Ma a voi piacciono le patate dolci? Mio nonno le chiamava giustamente “patate americane” ma io non sono ancora riuscita a trovare quelle arancioni con cui gli americani preparano ricette coloratissime nei film. Compro quelle a pasta gialla, non sono altrettanto belle ma sono davvero deliziose, dolcissime e saporite (e torniamo al tema “meglio bello o buono?” già affrontato in precedenza)

La tradizione di casa vuole che le patate vengano lessate e messe in un piatto, coperte ma ben in vista, e che ognuno passando si tagli una fettina e la mangi così, nature. In fondo anche una volta andava così, per i nonni le patate americane erano un’alternativa ai dolci, un modo per gratificarsi con qualcosa di buono senza spendere una fortuna. E a noi piace portare avanti questa tradizione.

Nei giorni scorsi però mi sono fatta prendere la mano, avevo voglia di un dolce e invece di preparare una torta ho pensato di arricchire le patate con uvette e spezie per farci delle crocchette al forno, senza zuccheri aggiunti.

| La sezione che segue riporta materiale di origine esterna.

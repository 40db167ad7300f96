//! Address maps: ordered entry lists for one address space of one device.

/// Single address-range binding.
pub mod entry;
/// Handler descriptors.
pub mod handler;
/// Unit-mask validation and lane helpers.
pub mod unitmask;

use std::fmt;

pub use entry::MapEntry;
pub use handler::{Access, Handler};
pub use unitmask::{make_bitmask, physical_slot, validate_unit_mask};

use crate::{is_valid_data_width, AddressSpaceId, ConfigError};

/// Ordered decode entries for one address space.
///
/// Order is significant: when ranges overlap, the entry appended first wins.
#[derive(Debug, Clone, PartialEq, Eq)]
#[cfg_attr(feature = "serde", derive(serde::Deserialize, serde::Serialize))]
pub struct AddressMap {
    space: AddressSpaceId,
    data_width: u8,
    unmapped_value: u64,
    global_mask: u64,
    entries: Vec<MapEntry>,
}

impl AddressMap {
    /// Creates an empty map for `space` with a fixed data width.
    ///
    /// # Errors
    ///
    /// Returns [`ConfigError::InvalidDataWidth`] when `data_width` is not one
    /// of 8, 16, 32 or 64.
    pub fn new(space: AddressSpaceId, data_width: u8) -> Result<Self, ConfigError> {
        if !is_valid_data_width(data_width) {
            return Err(ConfigError::InvalidDataWidth {
                space,
                bits: data_width,
            });
        }
        Ok(Self {
            space,
            data_width,
            unmapped_value: 0,
            global_mask: 0,
            entries: Vec::new(),
        })
    }

    /// Re-declares the space and width this map is built for.
    ///
    /// The width is fixed when the map is created; repeating the same
    /// declaration is a no-op.
    ///
    /// # Errors
    ///
    /// - [`ConfigError::SpaceConflict`] when `space` differs from the map's space.
    /// - [`ConfigError::WidthConflict`] when `data_width` differs from the map's width.
    pub fn configure(&mut self, space: AddressSpaceId, data_width: u8) -> Result<(), ConfigError> {
        if space != self.space {
            return Err(ConfigError::SpaceConflict {
                declared: self.space,
                requested: space,
            });
        }
        if data_width != self.data_width {
            return Err(ConfigError::WidthConflict {
                space,
                declared: self.data_width,
                requested: data_width,
            });
        }
        Ok(())
    }

    /// Space this map decodes.
    #[must_use]
    pub const fn space(&self) -> AddressSpaceId {
        self.space
    }

    /// Data width in bits.
    #[must_use]
    pub const fn data_width(&self) -> u8 {
        self.data_width
    }

    /// Data width in bytes.
    #[must_use]
    pub const fn data_bytes(&self) -> u64 {
        self.data_width as u64 / 8
    }

    /// Value returned for reads nothing decodes.
    #[must_use]
    pub const fn unmapped_value(&self) -> u64 {
        self.unmapped_value
    }

    /// Global address mask; `0` means unlimited.
    #[must_use]
    pub const fn global_mask(&self) -> u64 {
        self.global_mask
    }

    /// Entries in priority order.
    #[must_use]
    pub fn entries(&self) -> &[MapEntry] {
        &self.entries
    }

    /// Number of entries.
    #[must_use]
    pub fn len(&self) -> usize {
        self.entries.len()
    }

    /// Returns `true` when no entries are declared.
    #[must_use]
    pub fn is_empty(&self) -> bool {
        self.entries.is_empty()
    }

    /// Consumes the map and returns its entries.
    #[must_use]
    pub fn into_entries(self) -> Vec<MapEntry> {
        self.entries
    }

    /// Sets the value returned for unmapped reads.
    pub fn set_unmap_value(&mut self, value: u64) {
        self.unmapped_value = value;
    }

    /// Unmapped reads return all ones across the data width.
    pub fn unmap_value_high(&mut self) {
        self.unmapped_value = make_bitmask(self.data_width);
    }

    /// Unmapped reads return zero.
    pub fn unmap_value_low(&mut self) {
        self.unmapped_value = 0;
    }

    /// Sets the mask applied to every entry range appended afterwards.
    ///
    /// Must be called before the first entry is appended; entries already
    /// present are never rewritten.
    ///
    /// # Errors
    ///
    /// Returns [`ConfigError::GlobalMaskAfterEntries`] when entries exist.
    pub fn set_global_mask(&mut self, mask: u64) -> Result<(), ConfigError> {
        if !self.entries.is_empty() {
            return Err(ConfigError::GlobalMaskAfterEntries {
                space: self.space,
                entries: self.entries.len(),
            });
        }
        self.global_mask = mask;
        Ok(())
    }

    /// Appends an entry for `start..=end` and returns it for binding.
    pub fn range(&mut self, start: u64, end: u64) -> &mut MapEntry {
        let entry = MapEntry::new(self.data_width, self.global_mask, start, end);
        self.entries.push(entry);
        let last = self.entries.len() - 1;
        &mut self.entries[last]
    }

    /// First entry whose range contains `address` and that answers `access`.
    #[must_use]
    pub fn lookup(&self, address: u64, access: Access) -> Option<&MapEntry> {
        let address = if self.global_mask == 0 {
            address
        } else {
            address & self.global_mask
        };
        self.entries
            .iter()
            .find(|entry| !entry.handler(access).is_none() && entry.contains(address))
    }

    /// Returns `true` when any entry still references a submap.
    #[must_use]
    pub fn has_submaps(&self) -> bool {
        self.entries.iter().any(MapEntry::has_submap)
    }

    /// Checks every entry against the address width and data-bus alignment.
    ///
    /// # Errors
    ///
    /// Returns every problem found, in entry order.
    pub fn validate(&self, address_bits: u8) -> Result<(), Vec<ConfigError>> {
        let address_mask = make_bitmask(address_bits);
        let align = self.data_bytes() - 1;
        let mut errors = Vec::new();

        for entry in &self.entries {
            let (start, end) = (entry.start(), entry.end());
            if start > end {
                errors.push(ConfigError::InvalidRange { start, end });
                continue;
            }
            if (start | end) & !address_mask != 0 {
                errors.push(ConfigError::RangeBeyondAddressWidth {
                    start,
                    end,
                    address_bits,
                });
            }
            if start & align != 0 || end & align != align {
                errors.push(ConfigError::MisalignedRange {
                    start,
                    end,
                    data_bits: self.data_width,
                });
            }
            if entry.mirror() & (start | end) != 0 {
                errors.push(ConfigError::MirrorOverlapsRange {
                    start,
                    end,
                    mirror: entry.mirror(),
                });
            }
        }

        if errors.is_empty() {
            Ok(())
        } else {
            Err(errors)
        }
    }

    pub(crate) fn entries_mut(&mut self) -> &mut Vec<MapEntry> {
        &mut self.entries
    }
}

impl fmt::Display for AddressMap {
    fn fmt(&self, f: &mut fmt::Formatter<'_>) -> fmt::Result {
        writeln!(
            f,
            "{} space, {}-bit, {} entries",
            self.space,
            self.data_width,
            self.entries.len()
        )?;
        for entry in &self.entries {
            writeln!(f, "  {entry}")?;
        }
        Ok(())
    }
}
//! Address-map construction entry points.

use tracing::debug;

use crate::{
    uplift, AddressMap, AddressSpaceConfig, AddressSpaceId, ConfigError, Device, Handler,
    MapEntry, SpaceInfo,
};

/// A device map installed onto a running space at `start..=end`.
#[derive(Debug, Clone, Copy, PartialEq, Eq)]
pub struct DeviceMapping<'a> {
    /// Inclusive start address in the target space.
    pub start: u64,
    /// Inclusive end address in the target space.
    pub end: u64,
    /// Device bus width; `0` uses the space's data width.
    pub bits: u8,
    /// Lanes of the space the device occupies; `0` for all.
    pub unit_mask: u64,
    /// Name of the device map to install.
    pub map: &'a str,
}

/// Returns the configuration of `space` on `device`.
///
/// # Errors
///
/// Returns [`ConfigError::MissingSpace`] when the device does not expose `space`.
pub fn resolve_space(
    device: &dyn Device,
    space: AddressSpaceId,
) -> Result<&AddressSpaceConfig, ConfigError> {
    device
        .space_config(space)
        .ok_or_else(|| ConfigError::MissingSpace {
            device: device.tag().to_owned(),
            space,
        })
}

/// Builds the map of `space` from the device's declared sources.
///
/// The internal map, the declared map and the default map are run in that
/// order against the same map, so earlier sources take priority.
///
/// # Errors
///
/// Returns [`ConfigError::MissingSpace`] for an undeclared space, or any
/// error raised by the population callbacks.
pub fn map_for_device(
    device: &dyn Device,
    space: AddressSpaceId,
) -> Result<AddressMap, ConfigError> {
    let config = resolve_space(device, space)?;
    let mut map = AddressMap::new(space, config.data_width)?;
    map.set_unmap_value(config.unmapped_value);

    let sources = [
        config.internal_map.as_ref(),
        device.declared_map(space),
        config.default_map.as_ref(),
    ];
    for constructor in sources.into_iter().flatten() {
        constructor.populate(&mut map)?;
    }

    debug!(
        device = device.tag(),
        %space,
        entries = map.len(),
        "built address map"
    );
    Ok(map)
}

/// Builds the standalone map a submap entry refers to on `child`.
///
/// The map uses the child's declared width, independent of the parent.
///
/// # Errors
///
/// - [`ConfigError::NotASubmap`] when `entry` does not read from a submap.
/// - [`ConfigError::UnknownSubmap`] when `child` has no map of that name.
/// - Any error raised by the child's population callback.
pub fn map_for_submap(
    child: &dyn Device,
    space: AddressSpaceId,
    entry: &MapEntry,
) -> Result<AddressMap, ConfigError> {
    let Handler::Submap { map: name, .. } = entry.read_handler() else {
        return Err(ConfigError::NotASubmap {
            start: entry.start(),
            end: entry.end(),
        });
    };
    let device_map = child
        .device_map(name)
        .ok_or_else(|| ConfigError::UnknownSubmap {
            device: child.tag().to_owned(),
            map: name.clone(),
        })?;

    let mut map = AddressMap::new(space, device_map.data_width)?;
    device_map.constructor.populate(&mut map)?;
    Ok(map)
}

/// Synthesizes a one-entry map that places `device`'s map onto a running space.
///
/// The map's global mask is the space's address mask. The entry is a submap
/// referring to `device` itself and still needs [`uplift`].
///
/// # Errors
///
/// - [`ConfigError::UnknownSubmap`] when `device` has no map named `mapping.map`.
/// - Any width or lane error from binding the submap.
pub fn dynamic_map(
    space: &SpaceInfo,
    mapping: &DeviceMapping<'_>,
    device: &dyn Device,
) -> Result<AddressMap, ConfigError> {
    if device.device_map(mapping.map).is_none() {
        return Err(ConfigError::UnknownSubmap {
            device: device.tag().to_owned(),
            map: mapping.map.to_owned(),
        });
    }

    let mut map = AddressMap::new(space.id, space.data_width)?;
    map.set_unmap_value(space.unmapped_value);
    map.set_global_mask(space.address_mask())?;
    map.range(mapping.start, mapping.end)
        .set_submap("", mapping.map, mapping.bits, mapping.unit_mask)?;
    Ok(map)
}

/// Builds and uplifts a dynamic device mapping, returning the flat map.
///
/// # Errors
///
/// Any error from [`dynamic_map`] or [`uplift`].
pub fn install_device_map(
    space: &SpaceInfo,
    mapping: &DeviceMapping<'_>,
    device: &dyn Device,
) -> Result<AddressMap, ConfigError> {
    let mut map = dynamic_map(space, mapping, device)?;
    uplift(&mut map, device, space.endianness)?;
    Ok(map)
}

/// Builds the map of `space` and resolves every submap in it.
///
/// # Errors
///
/// Any error from [`map_for_device`] or [`uplift`].
pub fn build_space_map(
    device: &dyn Device,
    space: AddressSpaceId,
) -> Result<AddressMap, ConfigError> {
    let endianness = resolve_space(device, space)?.endianness;
    let mut map = map_for_device(device, space)?;
    uplift(&mut map, device, endianness)?;
    Ok(map)
}

#[cfg(test)]
mod tests {
    use super::{dynamic_map, map_for_device, map_for_submap, DeviceMapping};
    use crate::{
        Access, AddressMap, AddressSpaceConfig, AddressSpaceId, ConfigError, Endianness,
        MapConstructor, StaticDevice,
    };

    fn marker(name: &'static str, start: u64, end: u64) -> MapConstructor {
        MapConstructor::new(move |map| {
            map.range(start, end).set_read(name, 8, 0)?;
            Ok(())
        })
    }

    #[test]
    fn sources_run_internal_then_declared_then_default() {
        let config = AddressSpaceConfig::new("program", Endianness::Little, 8, 16)
            .with_internal_map(marker("internal", 0x0000, 0x00FF))
            .with_default_map(marker("default", 0x0000, 0xFFFF))
            .with_unmapped_value(0xFF);
        let device = StaticDevice::new("maincpu")
            .with_space(AddressSpaceId::Program, config)
            .with_declared_map(AddressSpaceId::Program, marker("declared", 0x0000, 0x0FFF));

        let map = map_for_device(&device, AddressSpaceId::Program).expect("builds");
        let names: Vec<String> = map
            .entries()
            .iter()
            .map(|entry| entry.read_handler().to_string())
            .collect();
        assert_eq!(names, ["internal/8", "declared/8", "default/8"]);
        assert_eq!(map.unmapped_value(), 0xFF);

        let hit = |address| {
            map.lookup(address, Access::Read)
                .map(|entry| entry.read_handler().to_string())
        };
        assert_eq!(hit(0x0010).as_deref(), Some("internal/8"));
        assert_eq!(hit(0x0800).as_deref(), Some("declared/8"));
        assert_eq!(hit(0x8000).as_deref(), Some("default/8"));
    }

    #[test]
    fn absent_sources_are_skipped() {
        let device = StaticDevice::new("maincpu")
            .with_space(AddressSpaceId::Io, AddressSpaceConfig::default());
        let map = map_for_device(&device, AddressSpaceId::Io).expect("builds");
        assert!(map.is_empty());
    }

    #[test]
    fn missing_space_is_reported() {
        let device = StaticDevice::new("maincpu");
        assert_eq!(
            map_for_device(&device, AddressSpaceId::Data),
            Err(ConfigError::MissingSpace {
                device: "maincpu".to_owned(),
                space: AddressSpaceId::Data,
            })
        );
    }

    #[test]
    fn submap_uses_child_width() {
        let child = StaticDevice::new("uart").with_device_map("map", 8, marker("rx", 0, 0));
        let mut parent = AddressMap::new(AddressSpaceId::Program, 32).expect("valid width");
        parent
            .range(0, 3)
            .set_submap("uart", "map", 8, 0xFF)
            .expect("lane fits");

        let submap =
            map_for_submap(&child, AddressSpaceId::Program, &parent.entries()[0]).expect("builds");
        assert_eq!(submap.data_width(), 8);
        assert_eq!(submap.len(), 1);
    }

    #[test]
    fn submap_name_must_exist() {
        let child = StaticDevice::new("uart");
        let mut parent = AddressMap::new(AddressSpaceId::Program, 8).expect("valid width");
        parent
            .range(0, 3)
            .set_submap("uart", "regs", 0, 0)
            .expect("full width");

        assert_eq!(
            map_for_submap(&child, AddressSpaceId::Program, &parent.entries()[0]),
            Err(ConfigError::UnknownSubmap {
                device: "uart".to_owned(),
                map: "regs".to_owned(),
            })
        );
    }

    #[test]
    fn plain_entry_is_not_a_submap() {
        let child = StaticDevice::new("uart");
        let mut parent = AddressMap::new(AddressSpaceId::Program, 8).expect("valid width");
        parent.range(0, 3).set_nop_read();

        assert_eq!(
            map_for_submap(&child, AddressSpaceId::Program, &parent.entries()[0]),
            Err(ConfigError::NotASubmap { start: 0, end: 3 })
        );
    }

    #[test]
    fn dynamic_map_holds_one_self_submap() {
        let device = StaticDevice::new("nvram").with_device_map("map", 8, marker("cell", 0, 0xFF));
        let space = AddressSpaceConfig::new("program", Endianness::Little, 16, 16)
            .info(AddressSpaceId::Program);
        let mapping = DeviceMapping {
            start: 0x1_2000,
            end: 0x1_21FF,
            bits: 8,
            unit_mask: 0x00FF,
            map: "map",
        };

        let map = dynamic_map(&space, &mapping, &device).expect("builds");
        assert_eq!(map.len(), 1);
        assert_eq!(map.global_mask(), 0xFFFF);

        let entry = &map.entries()[0];
        assert_eq!((entry.start(), entry.end()), (0x2000, 0x21FF));
        assert!(entry.has_submap());
        assert_eq!(entry.read_handler().unit_mask(), 0x00FF);
    }
}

Pensavo di mettere un tuorlo nell’impasto come per le classiche crocchette salate ma era già molto soffice così ho preferito usare l’uovo solo per la panatura. E a proposito di panatura, io ho sperimentato una granella di pistacchi per rendere croccanti le crocchette, ma ne ho infornate un paio ripassate semplicemente nella farina di riso ed erano deliziose anche così. Questa ricetta è senza glutine e senza latticini, adatta quindi anche a chi soffre di allergie o intolleranze*.

*Come sempre in caso di allergie o intolleranze vi raccomando di verificare che tutti gli ingredienti previsti siano adatti alla vostra dieta e non contengano tracce di glutine o degli altri allergeni che vi causano problemi.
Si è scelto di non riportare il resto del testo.